Put another way, if schools are closing and healthcare workers have children and can’t arrange for care, they may have to call out of work, which would drastically reduce the nation’s healthcare capacity. 

“Childcare capacity and healthcare system capacity are really closely tied,” Harris said. “It’s an inverse, you need one to have the other.”

The tool has been a success thus far, according to Harris. “We’ve had many thousands of hits so far, so people seem to be at least checking it out,” he said, adding that a lot of the traffic to the site has actually come from overseas. 

“Childcare capacity and healthcare system capacity are really closely tied. It’s an inverse, you need one to have the other.”

While Harris and his partners focus on that need, others like Rebekah Miel are working to provide direct financial relief to individuals and small businesses. Miel, a designer based in Durham, North Carolina, launched online spreadsheets to facilitate purchases of gift cards or products from small businesses in her community as well as donations to individuals. 

Miel has previously been involved in several relief and aid efforts in recent years. “Over the last decade I’ve helped raise over a million dollars for things like paying down school lunch debt,” she said. 
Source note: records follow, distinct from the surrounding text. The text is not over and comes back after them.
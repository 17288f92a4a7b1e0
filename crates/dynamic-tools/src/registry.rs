use std::sync::Arc;

use parking_lot::RwLock;

use crate::tool::{LlmTool, LlmToolSet};

/// Live tool set shared with the generation loop.
///
/// Cloning the handle shares the same underlying set; the set itself is only
/// ever mutated in place, so every holder observes a refresh without
/// re-binding. Hand the loop a clone of this handle, never a copy of
/// [`ToolRegistry::snapshot`].
#[derive(Clone, Default)]
pub struct ToolRegistry {
    tools: Arc<RwLock<LlmToolSet>>,
}

impl ToolRegistry {
    /// Copies `tools` into a new registry; the caller's set is left untouched.
    pub fn new(tools: &LlmToolSet) -> Self {
        Self {
            tools: Arc::new(RwLock::new(tools.clone())),
        }
    }

    /// Owned copy of the current tools, for one step of the generation loop.
    pub fn snapshot(&self) -> LlmToolSet {
        self.tools.read().clone()
    }

    pub fn names(&self) -> Vec<String> {
        self.tools.read().keys().cloned().collect()
    }

    pub fn get(&self, name: &str) -> Option<LlmTool> {
        self.tools.read().get(name).cloned()
    }

    pub fn contains(&self, name: &str) -> bool {
        self.tools.read().contains_key(name)
    }

    pub fn len(&self) -> usize {
        self.tools.read().len()
    }

    pub fn is_empty(&self) -> bool {
        self.tools.read().is_empty()
    }

    /// True when both handles refer to the same registry.
    pub fn ptr_eq(&self, other: &ToolRegistry) -> bool {
        Arc::ptr_eq(&self.tools, &other.tools)
    }

    /// Replaces the whole contents in place and returns the new names in
    /// insertion order. Readers see either the old or the new set.
    pub(crate) fn replace_all(&self, replacement: LlmToolSet) -> Vec<String> {
        let mut tools = self.tools.write();
        tools.clear();
        tools.extend(replacement);
        tools.keys().cloned().collect()
    }
}

impl std::fmt::Debug for ToolRegistry {
    fn fmt(&self, f: &mut std::fmt::Formatter<'_>) -> std::fmt::Result {
        f.debug_struct("ToolRegistry")
            .field("tools", &self.names())
            .finish()
    }
}

#[cfg(test)]
mod tests {
    use std::future::Future;
    use std::pin::Pin;

    use serde_json::{json, Value};

    use super::*;
    use crate::tool::{LlmToolExecute, ToolExecuteOutput};

    fn echo(
        input: Value,
    ) -> Pin<Box<dyn Future<Output = Result<ToolExecuteOutput, Value>> + Send>> {
        Box::pin(async move { Ok(ToolExecuteOutput::with_output("echo", input)) })
    }

    fn tool_set(names: &[&str]) -> LlmToolSet {
        names
            .iter()
            .map(|name| (name.to_string(), LlmTool::function(json!({"type": "object"}))))
            .collect()
    }

    #[test]
    fn registry_is_a_copy_of_the_initial_set() {
        let initial = tool_set(&["a", "b"]);
        let registry = ToolRegistry::new(&initial);

        registry.replace_all(tool_set(&["x"]));

        assert_eq!(initial.keys().collect::<Vec<_>>(), vec!["a", "b"]);
        assert_eq!(registry.names(), vec!["x"]);
    }

    #[test]
    fn replace_all_is_visible_through_every_handle() {
        let registry = ToolRegistry::new(&tool_set(&["a"]));
        let loop_handle = registry.clone();

        let names = registry.replace_all(tool_set(&["gamma", "alpha", "beta"]));

        assert!(loop_handle.ptr_eq(&registry));
        assert_eq!(names, vec!["gamma", "alpha", "beta"]);
        assert_eq!(loop_handle.names(), names);
        assert!(!loop_handle.contains("a"));
    }

    #[test]
    fn replace_all_with_empty_set_empties_registry() {
        let registry = ToolRegistry::new(&tool_set(&["a", "b"]));
        assert!(registry.replace_all(LlmToolSet::new()).is_empty());
        assert!(registry.is_empty());
        assert_eq!(registry.len(), 0);
    }

    #[test]
    fn separate_registries_do_not_share_identity() {
        let tools = tool_set(&["a"]);
        assert!(!ToolRegistry::new(&tools).ptr_eq(&ToolRegistry::new(&tools)));
    }

    #[test]
    fn snapshot_is_detached_from_later_refreshes() {
        let registry = ToolRegistry::new(&tool_set(&["a", "b"]));

        let step_tools = registry.snapshot();
        registry.replace_all(tool_set(&["x"]));

        assert_eq!(step_tools.keys().collect::<Vec<_>>(), vec!["a", "b"]);
        assert_eq!(registry.snapshot().keys().collect::<Vec<_>>(), vec!["x"]);
    }

    #[tokio::test]
    async fn get_shares_the_tool_execute_closure() {
        let execute: LlmToolExecute = Arc::new(echo);
        let mut tools = tool_set(&["a"]);
        tools.insert(
            "echo".to_string(),
            LlmTool::function(json!({"type": "object"}))
                .with_description("Echo the input")
                .with_execute(execute.clone()),
        );
        let registry = ToolRegistry::new(&tools);

        let tool = registry.get("echo").expect("echo tool");
        assert_eq!(tool.description.as_deref(), Some("Echo the input"));
        let tool_execute = tool.execute.expect("execute");
        assert!(Arc::ptr_eq(&tool_execute, &execute));

        let output = tool_execute(json!({"value": 1})).await.expect("output");
        assert_eq!(output.title, "echo");
        assert_eq!(output.output, json!({"value": 1}));
        assert!(registry.get("missing").is_none());
    }
}
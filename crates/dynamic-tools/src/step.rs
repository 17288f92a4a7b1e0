use serde::{Deserialize, Serialize};
use serde_json::Value;
use tokio_stream::StreamExt;

use crate::message::Message;
use crate::stream::{LlmStream, LlmStreamEvent};

#[derive(Debug, Clone, Serialize, Deserialize, PartialEq)]
pub struct ToolCallRecord {
    pub tool_call_id: String,
    pub tool_name: String,
    #[serde(default)]
    pub input: Value,
}

impl ToolCallRecord {
    pub fn new(tool_call_id: impl Into<String>, tool_name: impl Into<String>) -> Self {
        Self {
            tool_call_id: tool_call_id.into(),
            tool_name: tool_name.into(),
            input: Value::Null,
        }
    }
}

/// What a just-completed generation step did, as seen by step-completion hooks.
#[derive(Debug, Clone, Default, Serialize, Deserialize, PartialEq)]
pub struct StepResult {
    pub tool_calls: Vec<ToolCallRecord>,
}

impl StepResult {
    pub fn new(tool_calls: Vec<ToolCallRecord>) -> Self {
        Self { tool_calls }
    }

    /// Builds a step result from the tool calls seen in a step's stream events.
    pub fn from_events<'a>(events: impl IntoIterator<Item = &'a LlmStreamEvent>) -> Self {
        let tool_calls = events
            .into_iter()
            .filter_map(|event| match event {
                LlmStreamEvent::ToolCall {
                    tool_call_id,
                    tool_name,
                    input,
                } => Some(ToolCallRecord {
                    tool_call_id: tool_call_id.clone(),
                    tool_name: tool_name.clone(),
                    input: input.clone(),
                }),
                _ => None,
            })
            .collect();
        Self { tool_calls }
    }

    /// Drains a step stream, returning every event alongside the step result.
    pub async fn collect(mut stream: LlmStream) -> (Vec<LlmStreamEvent>, Self) {
        let mut events = Vec::new();
        while let Some(event) = stream.next().await {
            events.push(event);
        }
        let step = Self::from_events(&events);
        (events, step)
    }

    pub fn tool_names(&self) -> impl Iterator<Item = &str> {
        self.tool_calls.iter().map(|call| call.tool_name.as_str())
    }

    pub fn called(&self, tool_name: &str) -> bool {
        self.tool_names().any(|name| name == tool_name)
    }
}

/// Context handed to the step-preparation hook before the next step.
#[derive(Debug, Clone, Default)]
pub struct StepPrepareContext {
    pub messages: Vec<Message>,
}

impl StepPrepareContext {
    pub fn new(messages: Vec<Message>) -> Self {
        Self { messages }
    }
}

/// Replacement context for a single step.
#[derive(Debug, Clone, PartialEq, Eq)]
pub struct StepOverride {
    pub messages: Vec<Message>,
}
While those experiences made an impact, Miel said they often took longer than she wanted to distribute funds to those in need—a delay that informed her current approach. Business owners can edit Miel’s spreadsheet and add their own information, including links to purchase gift cards or merchandise, while individuals can list their Venmo accounts and request peer-to-peer donations. 

Her efforts have had mixed results so far.

“It’s working better for businesses than it is for individuals,” Miel said. “I think it’s harder for people to self-identify that they need help and have it be on a public list.”

Miel is also working in tandem with a local nonprofit, Day One Disaster Relief, to provide additional mutual aid. Day One started after Hurricane Florence battered North Carolina in 2018 and has traditionally focused on disaster relief. It is now working to address the devastating consequences of the coronavirus pandemic. 

“We have a fund set up on GoFundMe and we’re fundraising to assess what the most critical need is each day,” Miel said. “Right now the critical need is figuring out how to get ventilators here locally.” 

The group’s GoFundMe has raised more than $8,000 of its $1 million goal so far. Miel is working with Day One’s executive director, Jil Christensen, and hopes they will eventually be able to help workers who’ve lost wages, but the focus is currently on addressing supply chain shortages of ventilators, masks, and medical supplies.

“We’re trying to facilitate that process as quickly as possible so we can be ahead of the bigger outbreak here,” Miel said.

There are currently 63 confirmed cases of the coronavirus in North Carolina, including 12 in Durham County, but the real number is likely much higher given the nationwide testing shortage. The number of cases in the state could reach as many as 4,000 by April 2, according to one epidemiologist’s estimates. That sort of increase could put enormous pressure on hospitals in the Durham area and across North Carolina.

Miel and Day One are trying to stave off such a crisis, as are other organizations across the country. Together, Pall, Harris, and Miel’s efforts represent just a fraction of the mutual aid efforts being carried out across the U.S., underscoring a growing sense of social solidarity even amidst the social distancing and uncertainty. 

“Even though we are doing social distancing and it is important to isolate … it is equally important to check in on each other,” Pall said. “I felt like it was important to put something out there to encourage people to be more helpful to each other, to be a community.”

Editor’s Note: This story has been updated to include additional information about Day One Disaster Relief.